═══ Data for the task

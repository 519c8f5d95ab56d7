//! Reads the range inputs declared in the page markup so the native build
//! uses the same limits as the browser build.

use anyhow::{anyhow, Context, Result};
use roxmltree::{Document, Node, ParsingOptions};

use crate::config::{ControlRange, DoorControls};
use crate::error::Dimension;

/// Parses the `width` and `height` range inputs out of an XHTML document.
///
/// Missing `min`, `max` or `step` attributes fall back to the values in
/// `defaults`; a missing input element is an error.
pub fn parse_controls(markup: &str, defaults: &DoorControls) -> Result<DoorControls> {
    let options = ParsingOptions {
        allow_dtd: true,
        ..ParsingOptions::default()
    };
    let document = Document::parse_with_options(markup, options).context("invalid page markup")?;
    let mut controls = *defaults;
    for dimension in [Dimension::Width, Dimension::Height] {
        let input = find_input(&document, dimension.input_id())?;
        *controls.get_mut(dimension) = parse_range(&input, defaults.get(dimension))
            .with_context(|| format!("invalid <input id=\"{}\">", dimension.input_id()))?;
    }
    Ok(controls)
}

fn find_input<'a, 'input>(document: &'a Document<'input>, id: &str) -> Result<Node<'a, 'input>> {
    document
        .descendants()
        .find(|node| node.has_tag_name("input") && node.attribute("id") == Some(id))
        .ok_or_else(|| anyhow!("<input id=\"{id}\"> is missing"))
}

fn parse_range(node: &Node<'_, '_>, defaults: &ControlRange) -> Result<ControlRange> {
    if let Some(kind) = node.attribute("type") {
        if kind != "range" && kind != "number" {
            return Err(anyhow!("expected a range input, found type=\"{kind}\""));
        }
    }
    let min = parse_f32(node.attribute("min"), defaults.min)?;
    let max = parse_f32(node.attribute("max"), defaults.max)?;
    let step = parse_f32(node.attribute("step"), defaults.step)?;
    let value = parse_f32(node.attribute("value"), defaults.value)?;
    if min > max {
        return Err(anyhow!("min {min} is larger than max {max}"));
    }
    Ok(ControlRange {
        min,
        max,
        step,
        value: value.clamp(min, max),
    })
}

fn parse_f32(value: Option<&str>, default: f32) -> Result<f32> {
    match value.map(str::trim) {
        Some(value) if !value.is_empty() => value
            .parse::<f32>()
            .map_err(|err| anyhow!("failed to parse float {value:?}: {err}")),
        _ => Ok(default),
    }
}

#[cfg(test)]
mod tests {
    use super::*;

    const PAGE: &str = r#"<!DOCTYPE html>
<html xmlns="http://www.w3.org/1999/xhtml">
  <body>
    <div class="controls">
      <label>Width <input type="range" id="width" min="0.5" max="3" step="0.25" value="2"/></label>
      <span id="widthValue">2</span>
      <label>Height <input type="range" id="height" min="1" max="5" value="4"/></label>
      <span id="heightValue">4</span>
    </div>
  </body>
</html>
"#;

    #[test]
    fn reads_both_ranges() {
        let controls = parse_controls(PAGE, &DoorControls::default()).unwrap();
        assert_eq!(controls.width.min, 0.5);
        assert_eq!(controls.width.max, 3.0);
        assert_eq!(controls.width.step, 0.25);
        assert_eq!(controls.width.value, 2.0);
        assert_eq!(controls.height.max, 5.0);
        // no step attribute
        assert_eq!(controls.height.step, DoorControls::default().height.step);
    }

    #[test]
    fn missing_input_is_an_error() {
        let page = r#"<html><body><input type="range" id="width"/></body></html>"#;
        let err = parse_controls(page, &DoorControls::default()).unwrap_err();
        assert!(err.to_string().contains("height"));
    }

    #[test]
    fn rejects_garbage_numbers() {
        let page = r#"<html><input id="width" min="abc"/><input id="height"/></html>"#;
        assert!(parse_controls(page, &DoorControls::default()).is_err());
    }

    #[test]
    fn bundled_page_matches_default_controls() {
        let page = include_str!("../index.html");
        let controls = parse_controls(page, &DoorControls::default()).unwrap();
        assert_eq!(controls, DoorControls::default());
    }
}
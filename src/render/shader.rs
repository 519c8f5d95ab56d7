use bytemuck::{Pod, Zeroable};
use glam::{Mat3, Mat4, Vec3};

use crate::camera::PerspectiveCamera;
use crate::scene::{DrawItem, Scene};

/// Camera, light and ambient terms shared by every object in a pass.
#[repr(C)]
#[derive(Debug, Clone, Copy, Pod, Zeroable)]
pub(crate) struct FrameUniform {
    pub view_proj: [[f32; 4]; 4],
    pub light_view_proj: [[f32; 4]; 4],
    pub camera_position: [f32; 4],
    /// xyz towards the light, w intensity.
    pub light_direction: [f32; 4],
    /// rgb color, w is 1 when the light casts shadows.
    pub light_color: [f32; 4],
    pub ambient_color: [f32; 4],
}

impl FrameUniform {
    pub fn new(scene: &Scene, view_proj: Mat4, eye: Vec3) -> Self {
        let sun = scene.sun();
        let casts = if sun.cast_shadow { 1.0 } else { 0.0 };
        Self {
            view_proj: view_proj.to_cols_array_2d(),
            light_view_proj: sun.view_proj().to_cols_array_2d(),
            camera_position: eye.extend(1.0).into(),
            light_direction: sun.direction().extend(sun.intensity).into(),
            light_color: sun.color.extend(casts).into(),
            ambient_color: scene.ambient().color.extend(1.0).into(),
        }
    }

    pub fn for_camera(scene: &Scene, camera: &PerspectiveCamera) -> Self {
        Self::new(scene, camera.view_proj(), camera.position)
    }
}

#[repr(C)]
#[derive(Debug, Clone, Copy, Pod, Zeroable)]
pub(crate) struct ObjectUniform {
    pub model: [[f32; 4]; 4],
    pub normal: [[f32; 4]; 3],
    pub color: [f32; 4],
    /// xy texture repeat, z textured flag, w environment map flag.
    pub uv: [f32; 4],
    /// x receives shadow, y shininess.
    pub params: [f32; 4],
}

impl ObjectUniform {
    pub fn new(item: &DrawItem<'_>, textured: bool) -> Self {
        let material = item.material;
        let normal = Mat3::from_mat4(item.model).inverse().transpose();
        Self {
            model: item.model.to_cols_array_2d(),
            normal: mat3_to_3x4(normal),
            color: material.color.extend(1.0).into(),
            uv: [
                material.uv_repeat.x,
                material.uv_repeat.y,
                flag(textured),
                flag(material.env_map),
            ],
            params: [flag(item.receive_shadow), material.shininess, 0.0, 0.0],
        }
    }
}

/// Light space transform for the depth-only shadow pass.
#[repr(C)]
#[derive(Debug, Clone, Copy, Pod, Zeroable)]
pub(crate) struct ShadowUniform {
    pub view_proj: [[f32; 4]; 4],
}

fn flag(value: bool) -> f32 {
    if value {
        1.0
    } else {
        0.0
    }
}

fn mat3_to_3x4(matrix: Mat3) -> [[f32; 4]; 3] {
    let cols = matrix.to_cols_array();
    [
        [cols[0], cols[1], cols[2], 0.0],
        [cols[3], cols[4], cols[5], 0.0],
        [cols[6], cols[7], cols[8], 0.0],
    ]
}

pub(crate) const LIT_SHADER: &str = r#"
struct FrameUniform {
    view_proj: mat4x4<f32>,
    light_view_proj: mat4x4<f32>,
    camera_position: vec4<f32>,
    light_direction: vec4<f32>,
    light_color: vec4<f32>,
    ambient_color: vec4<f32>,
}

struct ObjectUniform {
    model: mat4x4<f32>,
    normal: mat3x4<f32>,
    color: vec4<f32>,
    uv: vec4<f32>,
    params: vec4<f32>,
}

@group(0) @binding(0)
var<uniform> frame: FrameUniform;
@group(0) @binding(1)
var shadow_map: texture_depth_2d;
@group(0) @binding(2)
var shadow_sampler: sampler_comparison;
@group(0) @binding(3)
var env_map: texture_cube<f32>;
@group(0) @binding(4)
var env_sampler: sampler;

@group(1) @binding(0)
var<uniform> object: ObjectUniform;
@group(1) @binding(1)
var base_texture: texture_2d<f32>;
@group(1) @binding(2)
var base_sampler: sampler;

struct VertexInput {
    @location(0) position: vec3<f32>,
    @location(1) normal: vec3<f32>,
    @location(2) uv: vec2<f32>,
}

struct VertexOutput {
    @builtin(position) position: vec4<f32>,
    @location(0) world_pos: vec3<f32>,
    @location(1) normal: vec3<f32>,
    @location(2) uv: vec2<f32>,
    @location(3) light_space: vec4<f32>,
}

@vertex
fn vs_main(input: VertexInput) -> VertexOutput {
    var out: VertexOutput;
    let world_position = object.model * vec4<f32>(input.position, 1.0);
    out.position = frame.view_proj * world_position;
    out.world_pos = world_position.xyz;
    out.normal = mat3x3<f32>(
        object.normal[0].xyz,
        object.normal[1].xyz,
        object.normal[2].xyz
    ) * input.normal;
    out.uv = input.uv * object.uv.xy;
    out.light_space = frame.light_view_proj * world_position;
    return out;
}

fn shadow_factor(light_space: vec4<f32>) -> f32 {
    let ndc = light_space.xyz / light_space.w;
    let coords = vec2<f32>(ndc.x * 0.5 + 0.5, ndc.y * -0.5 + 0.5);
    let lit = textureSampleCompareLevel(shadow_map, shadow_sampler, coords, ndc.z - 0.002);
    let inside = step(0.0, coords.x) * step(coords.x, 1.0)
        * step(0.0, coords.y) * step(coords.y, 1.0)
        * step(ndc.z, 1.0);
    return mix(1.0, lit, inside * object.params.x * frame.light_color.w);
}

@fragment
fn fs_main(input: VertexOutput) -> @location(0) vec4<f32> {
    let normal = normalize(input.normal);
    let to_light = normalize(frame.light_direction.xyz);
    let to_eye = normalize(frame.camera_position.xyz - input.world_pos);

    let texel = textureSample(base_texture, base_sampler, input.uv).rgb;
    let base = object.color.rgb * mix(vec3<f32>(1.0), texel, object.uv.z);

    let reflected = reflect(-to_eye, normal);
    let env = textureSample(env_map, env_sampler, reflected).rgb;

    let shadow = shadow_factor(input.light_space);
    let diffuse = max(dot(normal, to_light), 0.0) * frame.light_direction.w;
    let halfway = normalize(to_light + to_eye);
    let specular = pow(max(dot(normal, halfway), 0.0), object.params.y) * 0.067;

    let direct = (base * diffuse + vec3<f32>(specular)) * frame.light_color.rgb * shadow;
    let lit = frame.ambient_color.rgb * base + direct;
    return vec4<f32>(mix(lit, lit * env, object.uv.w), 1.0);
}
"#;

pub(crate) const SHADOW_SHADER: &str = r#"
struct ShadowUniform {
    view_proj: mat4x4<f32>,
}

struct ObjectUniform {
    model: mat4x4<f32>,
    normal: mat3x4<f32>,
    color: vec4<f32>,
    uv: vec4<f32>,
    params: vec4<f32>,
}

@group(0) @binding(0)
var<uniform> light: ShadowUniform;

@group(1) @binding(0)
var<uniform> object: ObjectUniform;

@vertex
fn vs_shadow(@location(0) position: vec3<f32>) -> @builtin(position) vec4<f32> {
    return light.view_proj * object.model * vec4<f32>(position, 1.0);
}
"#;

/// Fullscreen triangle that downsamples one mip level into the next.
pub(crate) const BLIT_SHADER: &str = r#"
struct BlitOutput {
    @builtin(position) position: vec4<f32>,
    @location(0) uv: vec2<f32>,
}

@group(0) @binding(0)
var source: texture_2d<f32>;
@group(0) @binding(1)
var source_sampler: sampler;

@vertex
fn vs_blit(@builtin(vertex_index) index: u32) -> BlitOutput {
    let corner = vec2<f32>(f32((index << 1u) & 2u), f32(index & 2u));
    var out: BlitOutput;
    out.position = vec4<f32>(corner * 2.0 - 1.0, 0.0, 1.0);
    out.uv = vec2<f32>(corner.x, 1.0 - corner.y);
    return out;
}

@fragment
fn fs_blit(input: BlitOutput) -> @location(0) vec4<f32> {
    return textureSample(source, source_sampler, input.uv);
}
"#;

══════

What you need to do: Working from the records above, write out verbatim only the lines from the line containing "let to_light = normalize(frame.light_direction.xyz);" through the line containing "let shadow = shadow_factor(input.light_space);".

Answer box:
    let to_light = normalize(frame.light_direction.xyz);
    let to_eye = normalize(frame.camera_position.xyz - input.world_pos);

    let texel = textureSample(base_texture, base_sampler, input.uv).rgb;
    let base = object.color.rgb * mix(vec3<f32>(1.0), texel, object.uv.z);

    let reflected = reflect(-to_eye, normal);
    let env = textureSample(env_map, env_sampler, reflected).rgb;

    let shadow = shadow_factor(input.light_space);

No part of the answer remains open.